Abstract

Immunoglobulin A Nephropathy (IgAN) is a heterogeneous disorder. Multiple ethnicities conducted studies to assess the effectiveness of the Oxford classification of IgAN in prognostication. However, there is no study on the Pakistani population. We aim to identify its prognostic effectivity in our patients. We retrospectively reviewed the medical records of 93 biopsy-proven cases of primary IgAN. We collected the clinical and pathological data at baseline and on follow-ups. The median follow-up period was 12months. We defined the renal outcome as a ≥ 50% decline in eGFR or end-stage renal disease (ESRD). Of 93 cases, 67.7% were males with a median age of 29. Glomerulosclerosis was the most prevalent lesion (71%). The median MEST-C was 3. On follow-up, median serum creatinine worsened from 1.92 to 2.2mg/dL, and median proteinuria reduced from 2.3g/g to 1.072g/g.
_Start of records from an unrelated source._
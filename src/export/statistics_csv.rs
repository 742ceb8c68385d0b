//! CSV export of windowed agent statistics
//!
//! One row per completed [`StatisticsWindow`], with a header row naming the
//! columns. Rows can be appended as windows complete during a run.

use std::{
    fs::File,
    io::{BufWriter, Write},
    path::Path,
};

use crate::{Result, agent::StatisticsWindow};

/// Streams [`StatisticsWindow`] rows to a CSV sink.
pub struct StatisticsCsvWriter<W: Write> {
    writer: csv::Writer<W>,
    rows: usize,
}

impl StatisticsCsvWriter<BufWriter<File>> {
    pub fn create<P: AsRef<Path>>(path: P) -> Result<Self> {
        let path = path.as_ref();
        let file = File::create(path).map_err(|source| crate::Error::Io {
            operation: format!("create statistics file {}", path.display()),
            source,
        })?;
        Ok(Self::new(BufWriter::new(file)))
    }
}

impl<W: Write> StatisticsCsvWriter<W> {
    pub fn new(writer: W) -> Self {
        Self {
            writer: csv::Writer::from_writer(writer),
            rows: 0,
        }
    }

    pub fn write(&mut self, window: &StatisticsWindow) -> Result<()> {
        self.writer.serialize(window)?;
        self.rows += 1;
        Ok(())
    }

    pub fn write_all<'a, I>(&mut self, windows: I) -> Result<()>
    where
        I: IntoIterator<Item = &'a StatisticsWindow>,
    {
        for window in windows {
            self.write(window)?;
        }
        Ok(())
    }

    /// Rows written so far, excluding the header.
    pub fn rows(&self) -> usize {
        self.rows
    }

    pub fn finish(self) -> Result<W> {
        self.writer
            .into_inner()
            .map_err(|e| crate::Error::from(e.into_error()))
    }
}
The reported renal outcome was 29%. T and C scores and MEST-C scores above 2 were significantly associated with pre-biopsy eGFR. On Kaplan-Meier analysis, the T and C scores' association was significant with the renal outcome (p-value 0.000 and 0.002). In univariate and multivariate analyses, the association of T-score (p-value 0.000, HR 4.691), total MEST-C score (p-value 0.019), and baseline serum creatinine (p-value 0.036, HR 1.188) were significant with the outcome. We validate the prognostic significance of the Oxford classification. T and C scores, baseline serum creatinine, and total MEST-C score significantly affect the renal outcome. Furthermore, we recommend the inclusion of the total MEST-C score in determining the IgAN prognosis.